*spoiler alert*
Some people have criticized British director Mike Leigh for having portrayed women as saint-like incarnations of perfect goodness in film after film. I agree that one of the biggest, and ugliest, clichés in movies - and in life - is the depiction of a woman who goes through sacrifice and self-annihilation to save a troubled man. There are enough clean-hearted martyr women to pray beside Raskolnikov's bed as it is, for sure. There are enough "empathic, understanding and good" women figures who heal the wounds of and shed tears for assholes on film and I don't want to see another.
After having seen Leigh's latest film, Happy-go-lucky, I am convinced he has pondered a great deal on these pictures of women as jesus-like healers saving the souls of crazed or inclosured males. When we are first introduced to Poppy (the name, the name!), the protagonist of the film, I sense my fears coming true. Poppy is happy. Poppy wears colorful clothes. Poppy greets the stone-faced clerk and talks to him even though he displays no reaction whatsoever to her presence. It creeps onto me, that Poppy is "naive", that something bad will happen to her. Bad things happen to naive people. We've seen that before, haven't we? Poppy takes driving lessons. Her driving instructor, Scott, is so uptight that he is about to explode at every single moment. For him, Poppy is the typical woman who cannot focus, who is vain (wears boots not suited for driving) and who shouldn't really drive a car in the first place. Poppy is a primary school teacher. She cares about bullying among the kids. When she is enamoured with the social worker who is sent for to look into the case of one of the students, everything looks perfect. And so on.
At this point, I am anxious to see the grit, the problems, the ugliness of things and life come into the picture. Well, this can't be it, can it?
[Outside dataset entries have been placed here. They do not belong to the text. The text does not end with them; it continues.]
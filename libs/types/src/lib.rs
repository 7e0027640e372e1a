//! # Logwire Wire Types
//!
//! Wire-level type definitions for logwire binary log records.
//!
//! ## Design Philosophy
//!
//! - **Byte-Exact Layout**: Every wire struct is `#[repr(C)]` over alignment-1
//!   little-endian fields, so the format never depends on native padding or byte order
//! - **Closed Kind Set**: [`FieldKind`] is the complete registry of encodable values
//! - **Pure Data**: No encoding rules live here; the codec crate owns those
//!
//! ## Record Layout
//!
//! ```text
//! ┌──────────────┬──────────────────┬─────────────┬─────────────┐
//! │ MessageHeader│ Format field     │ Value field │ ...         │
//! │ (5 bytes)    │ (tag + StrRef)   │ (tag + ...) │             │
//! └──────────────┴──────────────────┴─────────────┴─────────────┘
//! ```
//!
//! ## Quick Start
//!
//! ```rust
//! use logwire_types::{FieldKind, FieldTag, MessageHeader, Severity};
//!
//! let header = MessageHeader::new(27, 2, Severity::Info, false);
//! assert_eq!(header.length(), 27);
//!
//! let tag = FieldTag::boolean(true);
//! assert_eq!(tag.kind().unwrap(), FieldKind::Bool);
//! assert!(tag.bool_value());
//! ```

pub mod common;
pub mod protocol;

pub use common::errors::{ProtocolError, ProtocolResult};
pub use protocol::constants::*;
pub use protocol::field::{BlobCounter, CStrRef, FieldKind, FieldTag, PayloadLayout, StrRef};
pub use protocol::message::header::MessageHeader;
pub use protocol::severity::Severity;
One of the scenes in the film is revealing of what Leigh tries to show us. On the way home, Poppy goes through a park. She sees a tramp, and when she approaches him, he starts talking to her, incoherently. Poppy listens and responds to him. She tries to give him money, but he declines. The whole scene elicits a number of reactions in me, and afterwards, I realize that it is my own reactions that makes the scene what it is. The dark, frightening park: what is her business there? Isn't she afraid? Isn't she disgusted by the tramp? Why does she do it? - These questions says something about me, not Poppy. She perceives no threat and there is no contempt in her responses to the tramp. I am ashamed of how I think of it all; what I expect to happen (she will get raped! she will get killed!). In a masterly way, Mike Leigh turns us back onto ourselves. If I think Poppy is annoying or naive or "too open", I will have to take responsibility for that. The persuasion of the film - I would argue that there is an element of persuasion at play - consists in some familiar clichés that are re-evaluated by the film and by means of this re-evaluation, I turn to my own reactions towards the character of Poppy. The film's intelligent, not shrewd, play with clichés and expectations does not make me alienated from the story or make me feel cheated as the film ends. I do not feel that Leigh has played a trick on me in that he has brought some of my embarrassing, not so flattering reactions and interpretations to ligth.
I think, instead, that I learned something.
Poppy's goodness enrages some of the characters in this film. Poppy's outlook on life makes her sister, dreaming of the perfect suburban, bourgeoisie life, think about what she herself has become. "You think you live the perfect life!" she shouts at Poppy. - "The perfect life", from the sister's point of view, turns into an accusation. And, man, do I recognize this, in myself: Your happiness makes me mad, - it's too good, it can't be real.... There must be something fishy. But it is my rage that is fishy (I think Plato discusses something like this, but I can't recall where, Gorgias? Symposion?).
The end of the film is stunning. Poppy's boyfriend drives her to her horrid driving lesson. Scott is enraged at the situation. He blurts out how he sees her: that everything she's done up til now has been one big Invitation to him: she's been nice, she's been wearing sexy boots. And now it turns out she already has somebody. Scott's perception of Poppy is one hell of a male projection, and as a viewer I realize I am not in a much better position than Scott in this respect. I, too, am guilty of projection. Poppy won't take Scott's shit. She doesn't put up with his uptight manner and after his small 'confession' and moment of gushing aggression she decides to decline further instruction from him. No 'saving' takes place. Scott explodes - Poppy realizes that she should not be in a car with this guy. That's it. Goodness is not sheepishness.
Happy-go-lucky is the most clear-sighted movie I've seen since Little miss sunshine. Symptomatically, both are considered lightweight comedies. Both films beat the shit out of cynical tendencies and "life is brute and lonely"-mentality.